== Required action ==
Every line containing the string "impl" is to be copied from the records.

╭──

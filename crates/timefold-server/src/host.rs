//! The simulated host: loaded worlds, the scheduler, and the keepers.
//!
//! One [`Host`] value owns everything that the keepers touch, and every
//! mutation happens from the tick loop's single task, so keepers never race
//! each other or the console.

use std::path::{Path, PathBuf};

use timefold_core::clock::{CycleClock, WorldTable};
use timefold_core::command::{self, Command, CommandHost, CommandSender, USAGE};
use timefold_core::config::FoldConfig;
use timefold_core::registry::KeeperRegistry;
use timefold_core::scheduler::TickScheduler;
use timefold_core::sleep::{self, BedVerdict};
use timefold_core::status::{self, CycleStatus};
use timefold_types::{Environment, WorldId, WorldInfo, WorldTime};
use tracing::{error, info, warn};

use crate::config::HostConfig;
use crate::console::ConsoleCommand;

/// Reply to one console line.
#[derive(Debug, Clone, Default, PartialEq, Eq)]
pub struct ConsoleReply {
    /// Lines to show the operator.
    pub lines: Vec<String>,
    /// Whether the host should shut down.
    pub stop: bool,
}

impl ConsoleReply {
    const fn lines(lines: Vec<String>) -> Self {
        Self { lines, stop: false }
    }

    fn line(line: impl Into<String>) -> Self {
        Self::lines(vec![line.into()])
    }
}

/// Worlds, scheduler and keepers of a running host.
#[derive(Debug)]
pub struct Host {
    clock: WorldTable,
    scheduler: TickScheduler,
    registry: KeeperRegistry,
    settings_path: PathBuf,
}

impl Host {
    /// Load the fold settings, load the configured worlds, and start keepers.
    pub fn start(config: &HostConfig) -> Self {
        let settings = load_settings(&config.settings_path).unwrap_or_default();
        let mut host = Self {
            clock: WorldTable::new(),
            scheduler: TickScheduler::new(),
            registry: KeeperRegistry::new(settings),
            settings_path: config.settings_path.clone(),
        };
        for world in &config.worlds {
            host.load_world(&world.name, world.environment, WorldTime::from(world.time));
        }
        host
    }

    /// One host tick: natural time advances, then due callbacks fire.
    pub fn tick(&mut self) {
        self.scheduler.advance();
        self.clock.advance();
        self.registry.run_due(&mut self.clock, &mut self.scheduler);
    }

    /// Load a world and fold it if configured.
    pub fn load_world(&mut self, name: &str, environment: Environment, time: WorldTime) -> WorldId {
        let info = WorldInfo::new(name, environment);
        let id = self.clock.load(info.clone(), time);
        self.registry
            .add_world(&info, &mut self.clock, &mut self.scheduler);
        id
    }

    /// Unload a world by name, stopping its keeper first.
    pub fn unload_world(&mut self, name: &str) -> bool {
        let Some(id) = self.clock.find_by_name(name).map(|w| w.id) else {
            return false;
        };
        self.registry.remove_world(id, &mut self.scheduler);
        self.clock.unload(id).is_some()
    }

    /// Stop every keeper. Clocks stay where they were last pinned.
    pub fn shutdown(&mut self) {
        self.registry.stop_all(&mut self.scheduler);
        info!(worlds = self.clock.len(), "Host stopped");
    }

    /// The world table.
    pub const fn clock(&self) -> &WorldTable {
        &self.clock
    }

    /// The keeper registry.
    pub const fn registry(&self) -> &KeeperRegistry {
        &self.registry
    }

    /// The scheduler.
    pub const fn scheduler(&self) -> &TickScheduler {
        &self.scheduler
    }

    /// Run one console line.
    pub fn handle_line(&mut self, line: &str) -> ConsoleReply {
        let command = match ConsoleCommand::parse(line) {
            Ok(command) => command,
            Err(err) => return ConsoleReply::line(err.to_string()),
        };

        match command {
            ConsoleCommand::Empty => ConsoleReply::default(),
            ConsoleCommand::TimeFold(args) => {
                let args: Vec<&str> = args.iter().map(String::as_str).collect();
                match Command::parse(&args) {
                    Ok(command) => {
                        ConsoleReply::lines(command::execute(&command, &CommandSender::console(), self))
                    }
                    Err(err) => {
                        let mut lines = vec![err.to_string()];
                        lines.extend(USAGE.iter().map(|line| (*line).to_owned()));
                        ConsoleReply::lines(lines)
                    }
                }
            }
            ConsoleCommand::Load { name, environment } => {
                if self.clock.find_by_name(&name).is_some() {
                    return ConsoleReply::line(format!("World {name} is already loaded"));
                }
                self.load_world(&name, environment, WorldTime::from(0));
                ConsoleReply::line(format!("Loaded {environment} world {name}"))
            }
            ConsoleCommand::Unload(name) => {
                if self.unload_world(&name) {
                    ConsoleReply::line(format!("Unloaded world {name}"))
                } else {
                    ConsoleReply::line(format!("World {name} not found!"))
                }
            }
            ConsoleCommand::SetTime { name, time } => {
                let Some(id) = self.clock.find_by_name(&name).map(|w| w.id) else {
                    return ConsoleReply::line(format!("World {name} not found!"));
                };
                self.clock.set_time(id, time);
                ConsoleReply::line(format!("Set the time of {name} to {time}"))
            }
            ConsoleCommand::Sleep(name) => self.sleep(&name),
            ConsoleCommand::Worlds => ConsoleReply::lines(
                self.clock
                    .worlds()
                    .map(|entry| {
                        format!(
                            "{} ({}) time {}: {}",
                            entry.info.name,
                            entry.info.environment,
                            entry.time,
                            self.world_status(&entry.info)
                        )
                    })
                    .collect(),
            ),
            ConsoleCommand::Stop => ConsoleReply {
                lines: vec!["Stopping".to_owned()],
                stop: true,
            },
        }
    }

    /// A player enters a bed. Sleeping through the night sets the clock to
    /// morning, which the keeper sees as an external change.
    fn sleep(&mut self, name: &str) -> ConsoleReply {
        let Some(world) = self.clock.find_by_name(name).cloned() else {
            return ConsoleReply::line(format!("World {name} not found!"));
        };
        if let BedVerdict::Refused(reason) = sleep::bed_enter(self.registry.config(), name) {
            return ConsoleReply::line(reason);
        }
        match self.clock.time(world.id) {
            Some(time) if !time.is_day() && world.environment.has_daylight_cycle() => {
                self.clock.set_time(world.id, WorldTime::from(0));
                ConsoleReply::line("You slept through the night")
            }
            _ => ConsoleReply::line("You can only sleep at night"),
        }
    }
}

impl CommandHost for Host {
    fn find_world(&self, name: &str) -> Option<WorldInfo> {
        self.clock.find_by_name(name).cloned()
    }

    fn world_status(&self, world: &WorldInfo) -> CycleStatus {
        status::cycle_status(world, &self.registry, &self.clock)
    }

    fn reload(&mut self) {
        let settings = load_settings(&self.settings_path).unwrap_or_else(|| {
            warn!("Keeping the previous TimeFold settings");
            self.registry.config().clone()
        });
        let worlds: Vec<WorldInfo> = self.clock.worlds().map(|e| e.info.clone()).collect();
        self.registry
            .reload(settings, &worlds, &mut self.clock, &mut self.scheduler);
    }
}

/// Load the fold settings, logging failures. `None` means the file could not
/// be read or created.
fn load_settings(path: &Path) -> Option<FoldConfig> {
    match FoldConfig::load_or_create(path) {
        Ok(settings) => Some(settings),
        Err(err) => {
            error!(error = %err, "Can't load the TimeFold settings, time stays natural");
            None
        }
    }
}

#[cfg(test)]
#[allow(clippy::unwrap_used)]
mod tests {
    use timefold_types::{DAY_START, NIGHT_START};

    use super::*;
    use crate::config::WorldSpec;

    fn host_with(settings: &str, worlds: Vec<WorldSpec>) -> (Host, tempfile::TempDir) {
        let dir = tempfile::tempdir().unwrap();
        let settings_path = dir.path().join("TimeFold.settings");
        std::fs::write(&settings_path, settings).unwrap();
        let config = HostConfig {
            settings_path,
            worlds,
            ..HostConfig::default()
        };
        (Host::start(&config), dir)
    }

    fn world(name: &str, time: u32) -> WorldSpec {
        WorldSpec {
            name: name.to_owned(),
            environment: Environment::Normal,
            time,
        }
    }

    fn time_of(host: &Host, name: &str) -> u32 {
        let id = host.clock().find_by_name(name).unwrap().id;
        host.clock().time(id).unwrap().ticks()
    }

    #[test]
    fn start_folds_configured_worlds_only() {
        let (host, _dir) = host_with("world1:2:3", vec![world("world1", 500), world("plain", 0)]);
        assert_eq!(host.registry().len(), 1);
        assert_eq!(host.scheduler().pending(), 1);
    }

    #[test]
    fn missing_settings_file_is_created() {
        let dir = tempfile::tempdir().unwrap();
        let settings_path = dir.path().join("plugins").join("TimeFold.settings");
        let config = HostConfig {
            settings_path: settings_path.clone(),
            worlds: vec![world("world", 0)],
            ..HostConfig::default()
        };
        let host = Host::start(&config);
        assert!(settings_path.exists());
        assert!(host.registry().is_empty());
    }

    #[test]
    fn ticks_drive_the_keeper() {
        let (mut host, _dir) = host_with("world1:2:3", vec![world("world1", 500)]);
        for _ in 0..200 {
            host.tick();
        }
        assert_eq!(time_of(&host, "world1"), DAY_START);
    }

    #[test]
    fn status_command_for_named_world() {
        let (mut host, _dir) = host_with("world1:2:3", vec![world("world1", 5_000)]);
        let reply = host.handle_line("timefold world1");
        assert_eq!(reply.lines, vec!["It's day 1 of 2".to_owned()]);
        let missing = host.handle_line("timefold nowhere");
        assert_eq!(missing.lines, vec!["World nowhere not found!".to_owned()]);
    }

    #[test]
    fn reload_picks_up_new_settings() {
        let (mut host, dir) = host_with("world1:2:3", vec![world("world1", 500)]);
        std::fs::write(dir.path().join("TimeFold.settings"), "world1:0:4").unwrap();

        let reply = host.handle_line("timefold reload");

        assert_eq!(reply.lines, vec!["TimeFold reloaded".to_owned()]);
        assert_eq!(time_of(&host, "world1"), NIGHT_START);
        assert_eq!(host.scheduler().pending(), 1);
    }

    #[test]
    fn external_time_set_is_corrected() {
        let (mut host, _dir) = host_with("world1:2:3", vec![world("world1", 500)]);
        host.handle_line("time world1 3500");
        for _ in 0..200 {
            host.tick();
        }
        // 3500 + 200 is mid-day: the keeper resynchronizes and pins day start.
        assert_eq!(time_of(&host, "world1"), DAY_START);
        assert_eq!(host.scheduler().pending(), 1);
    }

    #[test]
    fn beds_are_refused_in_endless_night() {
        let (mut host, _dir) = host_with("dark:0:3", vec![world("dark", 0), world("light", 15_000)]);
        let refused = host.handle_line("sleep dark");
        assert_eq!(refused.lines, vec![sleep::ENDLESS_NIGHT.to_owned()]);

        let slept = host.handle_line("sleep light");
        assert_eq!(slept.lines, vec!["You slept through the night".to_owned()]);
        assert_eq!(time_of(&host, "light"), 0);
    }

    #[test]
    fn load_and_unload_manage_keepers() {
        let (mut host, _dir) = host_with("[default]:3:1", vec![]);
        host.handle_line("load extra");
        assert_eq!(host.registry().len(), 1);
        host.handle_line("load hell nether");
        assert_eq!(host.registry().len(), 1);

        let reply = host.handle_line("unload extra");
        assert_eq!(reply.lines, vec!["Unloaded world extra".to_owned()]);
        assert!(host.registry().is_empty());
        assert_eq!(host.scheduler().pending(), 0);
    }

    #[test]
    fn stop_requests_shutdown() {
        let (mut host, _dir) = host_with("[default]:2:2", vec![world("world", 0)]);
        assert!(host.handle_line("stop").stop);
        host.shutdown();
        host.shutdown();
        assert!(host.registry().is_empty());
        assert_eq!(host.scheduler().pending(), 0);
    }

    #[test]
    fn usage_errors_are_reported() {
        let (mut host, _dir) = host_with("", vec![]);
        let reply = host.handle_line("timefold a b");
        assert_eq!(reply.lines.len(), USAGE.len() + 1);
        let reply = host.handle_line("bogus");
        assert_eq!(reply.lines, vec!["unknown command: bogus".to_owned()]);
    }
}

╰──

== Task response ==
impl ConsoleReply {
    fn line(line: impl Into<String>) -> Self {
impl Host {
impl CommandHost for Host {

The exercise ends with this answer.